=== Task requirements ===
Check each line of the listing, and copy it if it contains the word "send".

++++ Material provided ++++

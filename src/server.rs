//! Server-side connection lifecycle: accept loop, per-client session,
//! wiring the frame transport into the dispatch engine (spec §4.1 server
//! half, §4.5).

use std::sync::Arc;

use dashmap::DashMap;
use parking_lot::Mutex;
use rand::distributions::Alphanumeric;
use rand::Rng;
use tokio::net::{TcpListener, TcpStream};
use tokio::sync::mpsc;

use crate::dispatch;
use crate::error::Result;
use crate::frame::{self, FrameWriter};
use crate::protocol::{ServerResponse, WireMessage};
use crate::registry::RoomRegistry;

/// One connected client's server-side state: its write queue and the
/// user id it last announced on a control/audio message (spec §3's
/// "client session" entity; `room_id` lives in `RoomRegistry`, not here,
/// so the two views never disagree).
///
/// `read_abort`/`writer_abort` let another connection's task actually tear
/// this connection down (spec §4.5: a fan-out send failure must disconnect
/// that peer, not just drop it from bookkeeping) — `AbortHandle` is used
/// rather than the `JoinHandle`s themselves so `handle_connection` can
/// still own and await those for its own shutdown/logging flow.
pub struct ClientSession {
    pub client_id: String,
    pub user_id: Mutex<String>,
    pub writer: FrameWriter,
    read_abort: tokio::task::AbortHandle,
    writer_abort: tokio::task::AbortHandle,
}

impl ClientSession {
    /// Cancel this client's read loop and write-queue task, closing both
    /// socket halves they own.
    pub fn disconnect(&self) {
        self.read_abort.abort();
        self.writer_abort.abort();
    }
}

#[cfg(test)]
impl ClientSession {
    pub(crate) fn for_test(client_id: impl Into<String>, writer: FrameWriter, read_abort: tokio::task::AbortHandle, writer_abort: tokio::task::AbortHandle) -> Arc<Self> {
        Arc::new(Self { client_id: client_id.into(), user_id: Mutex::new(String::new()), writer, read_abort, writer_abort })
    }
}

/// Guarded by its own lock (DashMap's per-shard locking), independent of
/// the registry's lock, per spec §5's lock order (registry < write_queue).
pub type ClientsTable = DashMap<String, Arc<ClientSession>>;

/// Generate a fresh, unguessable client id (spec §4.1: "MUST NOT be
/// guessable if later extended with trust").
fn random_client_id() -> String {
    rand::thread_rng().sample_iter(&Alphanumeric).take(16).map(char::from).collect()
}

pub struct Server {
    pub registry: Arc<RoomRegistry>,
    pub clients: Arc<ClientsTable>,
    pub max_frame: u32,
}

impl Server {
    pub fn new(max_frame: u32) -> Arc<Self> {
        Arc::new(Self { registry: Arc::new(RoomRegistry::new()), clients: Arc::new(DashMap::new()), max_frame })
    }

    /// Accept connections until the listener errors out. Each connection
    /// runs on its own task and is fully isolated from the others.
    pub async fn accept_loop(self: Arc<Self>, listener: TcpListener) {
        loop {
            match listener.accept().await {
                Ok((stream, addr)) => {
                    tracing::info!(%addr, "accepted connection");
                    let server = self.clone();
                    tokio::spawn(async move { server.handle_connection(stream).await });
                }
                Err(error) => {
                    tracing::warn!(%error, "accept failed");
                }
            }
        }
    }

    async fn handle_connection(self: Arc<Self>, stream: TcpStream) {
        let _ = stream.set_nodelay(true);
        let client_id = random_client_id();
        let (read_half, write_half) = stream.into_split();
        let (writer, writer_task) = frame::spawn_writer(write_half, self.max_frame);
        let (frame_tx, mut frame_rx) = mpsc::unbounded_channel::<Vec<u8>>();
        let read_task = tokio::spawn(frame::run_read_loop(read_half, frame_tx, self.max_frame));

        let session = Arc::new(ClientSession {
            client_id: client_id.clone(),
            user_id: Mutex::new(String::new()),
            writer: writer.clone(),
            read_abort: read_task.abort_handle(),
            writer_abort: writer_task.abort_handle(),
        });
        self.clients.insert(client_id.clone(), session);
        self.registry.connect(&client_id);
        tracing::info!(client_id, "client connected, placed in main");

        let welcome = WireMessage::Response(ServerResponse::success("welcome to the voice chat server", 0));
        if let Ok(bytes) = welcome.encode() {
            let _ = writer.send(bytes);
        }

        while let Some(payload) = frame_rx.recv().await {
            if let Some(reply) = dispatch::dispatch_frame(&client_id, &payload, &self.registry, &self.clients) {
                if let Ok(bytes) = WireMessage::Response(reply).encode() {
                    let _ = writer.send(bytes);
                }
            }
        }
        let read_result = read_task.await;

        if let Ok(Err(error)) = &read_result {
            tracing::info!(client_id, %error, "connection closed with error");
        }

        self.clients.remove(&client_id);
        self.registry.disconnect(&client_id);
        writer_task.abort();
        tracing::info!(client_id, "client disconnected");
    }
}

/// Bind and run a server, forever (or until `listener` errors). This is
/// the entry point `voxd` drives; tests bind their own ephemeral listener
/// and call `accept_loop` directly.
pub async fn run(bind_addr: &str, port: u16, max_frame: u32) -> Result<Arc<Server>> {
    let listener = TcpListener::bind((bind_addr, port)).await?;
    let server = Server::new(max_frame);
    let accepting = server.clone();
    tokio::spawn(accepting.accept_loop(listener));
    Ok(server)
}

++++

=== Result ===
/// this connection down (spec §4.5: a fan-out send failure must disconnect
            let _ = writer.send(bytes);
                    let _ = writer.send(bytes);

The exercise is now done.